Records from a dataset:
»»

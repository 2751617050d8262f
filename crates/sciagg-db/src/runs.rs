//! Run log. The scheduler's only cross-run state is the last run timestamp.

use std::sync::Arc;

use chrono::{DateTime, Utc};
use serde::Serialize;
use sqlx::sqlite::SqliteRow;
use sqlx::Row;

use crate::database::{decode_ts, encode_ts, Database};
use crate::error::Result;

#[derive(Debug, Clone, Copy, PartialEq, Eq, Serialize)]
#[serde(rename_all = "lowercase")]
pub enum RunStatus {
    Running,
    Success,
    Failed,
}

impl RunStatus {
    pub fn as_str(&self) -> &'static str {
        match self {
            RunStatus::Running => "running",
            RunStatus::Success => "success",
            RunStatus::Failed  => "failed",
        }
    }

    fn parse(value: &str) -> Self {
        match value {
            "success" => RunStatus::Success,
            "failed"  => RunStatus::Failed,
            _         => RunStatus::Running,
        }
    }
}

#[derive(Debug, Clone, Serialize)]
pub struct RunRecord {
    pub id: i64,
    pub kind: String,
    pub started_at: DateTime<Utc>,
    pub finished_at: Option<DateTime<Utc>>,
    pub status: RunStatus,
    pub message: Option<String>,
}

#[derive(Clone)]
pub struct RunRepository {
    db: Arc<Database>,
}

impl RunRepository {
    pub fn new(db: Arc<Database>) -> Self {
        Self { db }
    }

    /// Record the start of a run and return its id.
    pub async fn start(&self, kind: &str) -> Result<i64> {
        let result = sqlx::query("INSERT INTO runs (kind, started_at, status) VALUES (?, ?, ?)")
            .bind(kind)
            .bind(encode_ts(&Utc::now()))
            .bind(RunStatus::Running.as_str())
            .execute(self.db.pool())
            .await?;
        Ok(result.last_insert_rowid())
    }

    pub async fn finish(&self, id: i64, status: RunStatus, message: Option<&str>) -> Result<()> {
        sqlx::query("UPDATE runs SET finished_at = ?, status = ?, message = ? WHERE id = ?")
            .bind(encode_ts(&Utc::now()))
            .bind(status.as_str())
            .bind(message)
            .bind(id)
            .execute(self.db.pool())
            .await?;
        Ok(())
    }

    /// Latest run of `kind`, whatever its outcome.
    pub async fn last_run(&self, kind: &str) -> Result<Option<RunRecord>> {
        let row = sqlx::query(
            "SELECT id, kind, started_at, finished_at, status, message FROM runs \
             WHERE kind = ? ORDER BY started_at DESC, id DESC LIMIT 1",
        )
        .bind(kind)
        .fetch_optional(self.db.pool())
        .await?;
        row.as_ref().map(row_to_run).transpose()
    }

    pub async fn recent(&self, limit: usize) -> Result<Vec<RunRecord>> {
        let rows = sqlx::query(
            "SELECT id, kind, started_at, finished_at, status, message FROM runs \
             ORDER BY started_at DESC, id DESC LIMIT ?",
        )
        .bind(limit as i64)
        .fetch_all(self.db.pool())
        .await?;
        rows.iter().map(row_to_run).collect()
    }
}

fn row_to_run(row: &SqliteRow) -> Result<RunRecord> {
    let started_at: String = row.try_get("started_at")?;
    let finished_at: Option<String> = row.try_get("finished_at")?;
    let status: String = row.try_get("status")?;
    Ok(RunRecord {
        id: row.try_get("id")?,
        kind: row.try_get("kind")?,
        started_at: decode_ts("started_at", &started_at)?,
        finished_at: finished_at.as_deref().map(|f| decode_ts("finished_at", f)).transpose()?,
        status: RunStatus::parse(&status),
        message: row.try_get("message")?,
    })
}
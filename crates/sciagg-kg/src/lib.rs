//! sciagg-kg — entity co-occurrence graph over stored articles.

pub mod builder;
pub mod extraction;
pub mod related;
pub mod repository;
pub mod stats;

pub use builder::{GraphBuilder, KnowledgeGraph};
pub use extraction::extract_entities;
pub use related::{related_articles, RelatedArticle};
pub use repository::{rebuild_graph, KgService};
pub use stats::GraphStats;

««
»»

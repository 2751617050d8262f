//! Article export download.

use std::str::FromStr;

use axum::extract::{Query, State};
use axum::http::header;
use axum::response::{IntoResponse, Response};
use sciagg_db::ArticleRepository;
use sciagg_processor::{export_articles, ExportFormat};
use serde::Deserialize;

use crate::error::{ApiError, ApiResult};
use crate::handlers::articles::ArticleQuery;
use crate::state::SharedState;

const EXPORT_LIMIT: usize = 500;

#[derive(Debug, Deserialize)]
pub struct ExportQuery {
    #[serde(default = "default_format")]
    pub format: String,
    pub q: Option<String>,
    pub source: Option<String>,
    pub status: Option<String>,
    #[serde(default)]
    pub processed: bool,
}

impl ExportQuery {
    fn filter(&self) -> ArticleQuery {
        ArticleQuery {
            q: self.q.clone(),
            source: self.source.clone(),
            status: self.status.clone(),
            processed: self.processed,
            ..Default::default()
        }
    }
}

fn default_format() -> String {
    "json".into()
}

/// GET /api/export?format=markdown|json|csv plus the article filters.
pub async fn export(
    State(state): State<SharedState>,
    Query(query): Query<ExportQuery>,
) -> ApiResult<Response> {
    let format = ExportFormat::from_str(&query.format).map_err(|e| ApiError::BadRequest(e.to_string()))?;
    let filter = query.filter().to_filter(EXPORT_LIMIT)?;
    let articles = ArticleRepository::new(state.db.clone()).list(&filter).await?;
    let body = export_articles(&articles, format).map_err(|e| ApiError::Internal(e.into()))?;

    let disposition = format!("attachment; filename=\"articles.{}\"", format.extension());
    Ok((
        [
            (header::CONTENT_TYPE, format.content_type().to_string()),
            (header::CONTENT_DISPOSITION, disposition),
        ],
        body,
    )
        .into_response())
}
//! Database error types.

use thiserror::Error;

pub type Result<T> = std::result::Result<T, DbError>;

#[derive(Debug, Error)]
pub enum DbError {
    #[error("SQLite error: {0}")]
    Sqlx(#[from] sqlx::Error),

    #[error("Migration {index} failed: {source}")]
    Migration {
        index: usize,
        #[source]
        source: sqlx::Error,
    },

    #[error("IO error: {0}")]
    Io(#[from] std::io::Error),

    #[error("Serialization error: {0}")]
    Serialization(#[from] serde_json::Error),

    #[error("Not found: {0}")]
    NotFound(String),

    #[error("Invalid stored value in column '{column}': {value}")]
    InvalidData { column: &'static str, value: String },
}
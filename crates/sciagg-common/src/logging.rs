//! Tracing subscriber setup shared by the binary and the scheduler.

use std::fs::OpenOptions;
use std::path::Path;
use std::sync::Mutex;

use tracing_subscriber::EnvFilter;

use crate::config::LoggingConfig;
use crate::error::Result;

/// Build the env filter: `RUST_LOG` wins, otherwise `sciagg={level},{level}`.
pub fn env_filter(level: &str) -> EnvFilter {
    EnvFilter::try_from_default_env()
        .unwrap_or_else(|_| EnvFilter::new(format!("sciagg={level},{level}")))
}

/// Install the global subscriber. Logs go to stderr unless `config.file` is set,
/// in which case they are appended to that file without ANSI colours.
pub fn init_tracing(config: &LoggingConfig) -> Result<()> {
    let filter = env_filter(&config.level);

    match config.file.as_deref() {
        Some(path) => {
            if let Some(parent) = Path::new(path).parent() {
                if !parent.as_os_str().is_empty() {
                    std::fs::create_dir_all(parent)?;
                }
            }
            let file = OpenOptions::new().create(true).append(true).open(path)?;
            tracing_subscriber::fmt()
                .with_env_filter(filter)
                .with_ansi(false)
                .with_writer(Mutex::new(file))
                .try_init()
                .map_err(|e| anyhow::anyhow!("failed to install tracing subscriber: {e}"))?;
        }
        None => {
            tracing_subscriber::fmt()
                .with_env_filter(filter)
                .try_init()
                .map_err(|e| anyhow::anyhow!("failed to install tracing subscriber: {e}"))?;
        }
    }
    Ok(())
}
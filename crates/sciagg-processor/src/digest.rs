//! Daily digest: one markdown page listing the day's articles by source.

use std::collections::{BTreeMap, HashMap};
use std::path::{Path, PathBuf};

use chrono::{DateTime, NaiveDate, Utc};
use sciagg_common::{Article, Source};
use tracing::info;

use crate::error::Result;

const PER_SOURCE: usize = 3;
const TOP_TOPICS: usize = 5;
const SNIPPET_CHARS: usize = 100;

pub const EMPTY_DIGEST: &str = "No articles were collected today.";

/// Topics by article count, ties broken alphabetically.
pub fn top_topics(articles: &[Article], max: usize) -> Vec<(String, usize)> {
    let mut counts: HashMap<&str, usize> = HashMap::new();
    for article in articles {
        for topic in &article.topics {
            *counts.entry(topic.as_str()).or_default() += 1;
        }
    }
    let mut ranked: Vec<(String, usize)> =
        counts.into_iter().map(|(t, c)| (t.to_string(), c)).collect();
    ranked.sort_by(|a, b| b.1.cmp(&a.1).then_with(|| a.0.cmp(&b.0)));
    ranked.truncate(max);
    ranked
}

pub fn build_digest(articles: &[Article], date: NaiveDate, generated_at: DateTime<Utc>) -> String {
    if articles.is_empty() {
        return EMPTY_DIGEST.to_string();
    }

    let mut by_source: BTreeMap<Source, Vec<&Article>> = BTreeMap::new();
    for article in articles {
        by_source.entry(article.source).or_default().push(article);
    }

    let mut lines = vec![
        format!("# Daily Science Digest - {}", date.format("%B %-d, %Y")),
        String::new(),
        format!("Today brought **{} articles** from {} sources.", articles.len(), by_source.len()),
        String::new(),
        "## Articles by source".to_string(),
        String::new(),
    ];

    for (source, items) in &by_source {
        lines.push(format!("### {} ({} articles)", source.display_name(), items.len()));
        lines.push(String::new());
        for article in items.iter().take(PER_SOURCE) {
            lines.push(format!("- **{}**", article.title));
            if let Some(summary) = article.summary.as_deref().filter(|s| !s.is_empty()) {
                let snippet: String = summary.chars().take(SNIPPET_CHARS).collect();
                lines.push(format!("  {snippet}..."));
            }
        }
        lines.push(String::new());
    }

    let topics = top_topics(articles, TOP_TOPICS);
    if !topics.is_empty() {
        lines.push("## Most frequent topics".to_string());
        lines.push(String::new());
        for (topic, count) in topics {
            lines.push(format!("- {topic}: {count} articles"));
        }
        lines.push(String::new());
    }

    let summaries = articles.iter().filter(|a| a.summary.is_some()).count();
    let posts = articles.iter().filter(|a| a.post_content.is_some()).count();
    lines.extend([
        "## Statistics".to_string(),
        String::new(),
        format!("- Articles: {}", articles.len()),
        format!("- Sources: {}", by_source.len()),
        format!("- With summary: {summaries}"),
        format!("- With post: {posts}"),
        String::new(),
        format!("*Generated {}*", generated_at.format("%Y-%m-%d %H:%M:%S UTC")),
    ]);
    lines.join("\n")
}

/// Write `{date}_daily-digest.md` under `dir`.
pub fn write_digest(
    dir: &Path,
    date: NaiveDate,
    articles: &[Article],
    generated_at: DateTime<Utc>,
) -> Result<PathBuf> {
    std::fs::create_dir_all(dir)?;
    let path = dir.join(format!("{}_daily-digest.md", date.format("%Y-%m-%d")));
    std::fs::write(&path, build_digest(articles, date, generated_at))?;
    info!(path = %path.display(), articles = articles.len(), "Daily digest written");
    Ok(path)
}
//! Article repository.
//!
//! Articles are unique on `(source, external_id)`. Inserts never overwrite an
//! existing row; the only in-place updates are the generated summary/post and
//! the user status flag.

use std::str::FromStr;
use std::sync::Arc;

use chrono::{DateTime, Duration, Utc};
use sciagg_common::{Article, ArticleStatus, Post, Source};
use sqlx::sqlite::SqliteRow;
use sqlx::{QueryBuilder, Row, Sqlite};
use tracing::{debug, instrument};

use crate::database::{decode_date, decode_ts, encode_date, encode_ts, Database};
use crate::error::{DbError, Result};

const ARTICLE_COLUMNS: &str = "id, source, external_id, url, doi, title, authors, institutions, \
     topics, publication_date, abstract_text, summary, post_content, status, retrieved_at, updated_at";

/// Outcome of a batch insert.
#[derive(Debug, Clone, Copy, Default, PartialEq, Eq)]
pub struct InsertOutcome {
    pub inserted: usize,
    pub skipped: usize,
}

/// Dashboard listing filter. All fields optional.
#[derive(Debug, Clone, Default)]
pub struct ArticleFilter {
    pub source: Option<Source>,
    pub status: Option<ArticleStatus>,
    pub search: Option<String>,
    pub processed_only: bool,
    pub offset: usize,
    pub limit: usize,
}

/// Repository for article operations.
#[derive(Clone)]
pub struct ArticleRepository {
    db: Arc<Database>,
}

««

§ **The task**: Run a filter over the data above and keep each line that contains the word "enum".

§ **The answer**:
pub enum RunStatus {
pub enum DbError {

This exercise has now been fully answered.